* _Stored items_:
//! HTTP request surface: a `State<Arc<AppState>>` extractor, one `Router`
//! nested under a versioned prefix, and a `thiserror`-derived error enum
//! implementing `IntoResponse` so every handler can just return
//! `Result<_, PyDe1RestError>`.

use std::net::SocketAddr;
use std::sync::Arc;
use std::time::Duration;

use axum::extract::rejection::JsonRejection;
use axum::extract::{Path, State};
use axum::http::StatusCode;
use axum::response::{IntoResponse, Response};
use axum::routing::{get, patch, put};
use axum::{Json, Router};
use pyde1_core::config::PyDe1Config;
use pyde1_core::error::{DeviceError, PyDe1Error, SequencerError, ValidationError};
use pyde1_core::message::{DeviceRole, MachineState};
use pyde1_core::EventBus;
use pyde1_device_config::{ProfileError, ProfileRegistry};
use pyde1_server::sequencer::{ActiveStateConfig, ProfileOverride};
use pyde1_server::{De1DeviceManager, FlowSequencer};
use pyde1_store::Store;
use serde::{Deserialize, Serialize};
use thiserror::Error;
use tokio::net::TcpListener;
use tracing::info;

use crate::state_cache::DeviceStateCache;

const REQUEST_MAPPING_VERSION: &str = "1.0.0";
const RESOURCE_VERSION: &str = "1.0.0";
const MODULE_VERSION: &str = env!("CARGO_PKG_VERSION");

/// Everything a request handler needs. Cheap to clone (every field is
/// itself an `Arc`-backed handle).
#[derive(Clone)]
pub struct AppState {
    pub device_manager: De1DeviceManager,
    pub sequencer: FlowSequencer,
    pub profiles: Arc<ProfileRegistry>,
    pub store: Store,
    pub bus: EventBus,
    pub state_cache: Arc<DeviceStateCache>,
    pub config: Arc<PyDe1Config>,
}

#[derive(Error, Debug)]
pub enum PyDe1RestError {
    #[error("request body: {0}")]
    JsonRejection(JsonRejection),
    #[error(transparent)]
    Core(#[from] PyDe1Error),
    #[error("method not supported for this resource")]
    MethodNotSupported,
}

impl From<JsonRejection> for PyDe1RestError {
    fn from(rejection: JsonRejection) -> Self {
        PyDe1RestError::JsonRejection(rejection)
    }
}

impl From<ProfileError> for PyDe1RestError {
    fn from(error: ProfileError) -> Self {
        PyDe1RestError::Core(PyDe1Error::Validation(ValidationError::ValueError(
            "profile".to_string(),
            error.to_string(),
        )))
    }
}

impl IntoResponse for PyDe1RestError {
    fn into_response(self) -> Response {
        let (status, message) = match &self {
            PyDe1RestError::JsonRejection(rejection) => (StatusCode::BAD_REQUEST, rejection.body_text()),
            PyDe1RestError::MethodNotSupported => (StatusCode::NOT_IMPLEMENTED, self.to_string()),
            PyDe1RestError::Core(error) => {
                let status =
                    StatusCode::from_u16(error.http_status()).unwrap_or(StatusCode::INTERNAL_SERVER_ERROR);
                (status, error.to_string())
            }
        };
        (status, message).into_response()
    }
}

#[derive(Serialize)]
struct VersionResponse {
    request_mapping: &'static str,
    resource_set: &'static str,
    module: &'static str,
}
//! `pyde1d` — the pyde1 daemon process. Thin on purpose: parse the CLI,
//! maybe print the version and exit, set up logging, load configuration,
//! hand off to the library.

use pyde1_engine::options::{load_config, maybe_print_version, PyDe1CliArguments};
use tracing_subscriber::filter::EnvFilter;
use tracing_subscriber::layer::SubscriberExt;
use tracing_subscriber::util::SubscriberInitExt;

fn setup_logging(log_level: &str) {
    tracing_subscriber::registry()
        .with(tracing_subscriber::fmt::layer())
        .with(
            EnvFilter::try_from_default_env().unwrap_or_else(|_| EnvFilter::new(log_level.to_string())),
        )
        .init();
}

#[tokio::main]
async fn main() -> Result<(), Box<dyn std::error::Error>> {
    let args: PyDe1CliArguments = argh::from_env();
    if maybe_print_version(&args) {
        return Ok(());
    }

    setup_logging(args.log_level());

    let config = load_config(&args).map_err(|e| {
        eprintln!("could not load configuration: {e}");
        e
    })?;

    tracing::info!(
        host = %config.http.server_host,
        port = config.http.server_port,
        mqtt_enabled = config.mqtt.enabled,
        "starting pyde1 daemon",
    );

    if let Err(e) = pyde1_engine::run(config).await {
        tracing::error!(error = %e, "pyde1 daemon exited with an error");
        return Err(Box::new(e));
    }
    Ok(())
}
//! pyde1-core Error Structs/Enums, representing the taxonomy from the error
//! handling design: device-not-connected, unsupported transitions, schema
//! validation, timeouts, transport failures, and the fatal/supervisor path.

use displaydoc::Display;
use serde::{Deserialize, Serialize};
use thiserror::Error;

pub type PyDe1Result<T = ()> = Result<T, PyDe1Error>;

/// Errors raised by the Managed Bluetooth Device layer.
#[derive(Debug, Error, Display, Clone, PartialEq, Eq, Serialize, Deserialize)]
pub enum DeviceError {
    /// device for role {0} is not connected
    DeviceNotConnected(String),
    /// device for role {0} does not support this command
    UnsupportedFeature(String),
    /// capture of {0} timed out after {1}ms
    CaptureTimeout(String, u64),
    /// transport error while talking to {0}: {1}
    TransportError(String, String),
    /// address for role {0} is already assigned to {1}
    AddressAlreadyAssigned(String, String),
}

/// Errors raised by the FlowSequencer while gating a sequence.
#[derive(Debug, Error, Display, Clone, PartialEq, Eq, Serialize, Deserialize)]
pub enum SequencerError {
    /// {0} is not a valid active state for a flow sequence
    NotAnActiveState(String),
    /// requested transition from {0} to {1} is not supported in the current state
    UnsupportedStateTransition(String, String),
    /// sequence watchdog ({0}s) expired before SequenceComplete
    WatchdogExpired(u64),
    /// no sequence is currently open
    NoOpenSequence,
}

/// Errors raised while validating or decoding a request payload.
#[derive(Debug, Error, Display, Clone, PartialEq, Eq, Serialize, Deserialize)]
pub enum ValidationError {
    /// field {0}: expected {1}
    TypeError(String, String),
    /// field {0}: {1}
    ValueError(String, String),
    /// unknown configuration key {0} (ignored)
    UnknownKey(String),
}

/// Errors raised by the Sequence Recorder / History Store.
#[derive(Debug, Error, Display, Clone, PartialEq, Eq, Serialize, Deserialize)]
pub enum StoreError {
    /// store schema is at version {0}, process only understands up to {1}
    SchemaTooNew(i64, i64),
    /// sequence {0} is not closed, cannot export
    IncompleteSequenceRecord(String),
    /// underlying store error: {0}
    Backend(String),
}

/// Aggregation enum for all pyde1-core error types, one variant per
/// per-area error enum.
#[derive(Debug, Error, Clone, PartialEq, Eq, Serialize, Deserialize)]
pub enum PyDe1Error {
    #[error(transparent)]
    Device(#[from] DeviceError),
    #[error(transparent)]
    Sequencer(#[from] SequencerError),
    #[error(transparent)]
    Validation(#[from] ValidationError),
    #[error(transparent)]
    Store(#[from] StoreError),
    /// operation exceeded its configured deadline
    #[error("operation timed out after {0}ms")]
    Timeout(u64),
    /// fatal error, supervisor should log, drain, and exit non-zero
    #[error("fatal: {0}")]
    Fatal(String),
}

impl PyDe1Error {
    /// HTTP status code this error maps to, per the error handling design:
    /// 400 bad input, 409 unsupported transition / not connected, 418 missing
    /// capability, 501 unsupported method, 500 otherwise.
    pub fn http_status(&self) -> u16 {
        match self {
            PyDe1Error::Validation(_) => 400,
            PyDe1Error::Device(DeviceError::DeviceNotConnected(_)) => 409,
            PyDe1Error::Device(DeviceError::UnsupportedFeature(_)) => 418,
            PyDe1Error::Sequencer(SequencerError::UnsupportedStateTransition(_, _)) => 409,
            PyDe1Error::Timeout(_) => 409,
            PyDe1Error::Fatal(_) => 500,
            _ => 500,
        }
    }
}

* _ASSIGNMENT_: Only the number of lines above that contain "configuration" should be given as the answer.

* _EXERCISE OUTPUT_: 3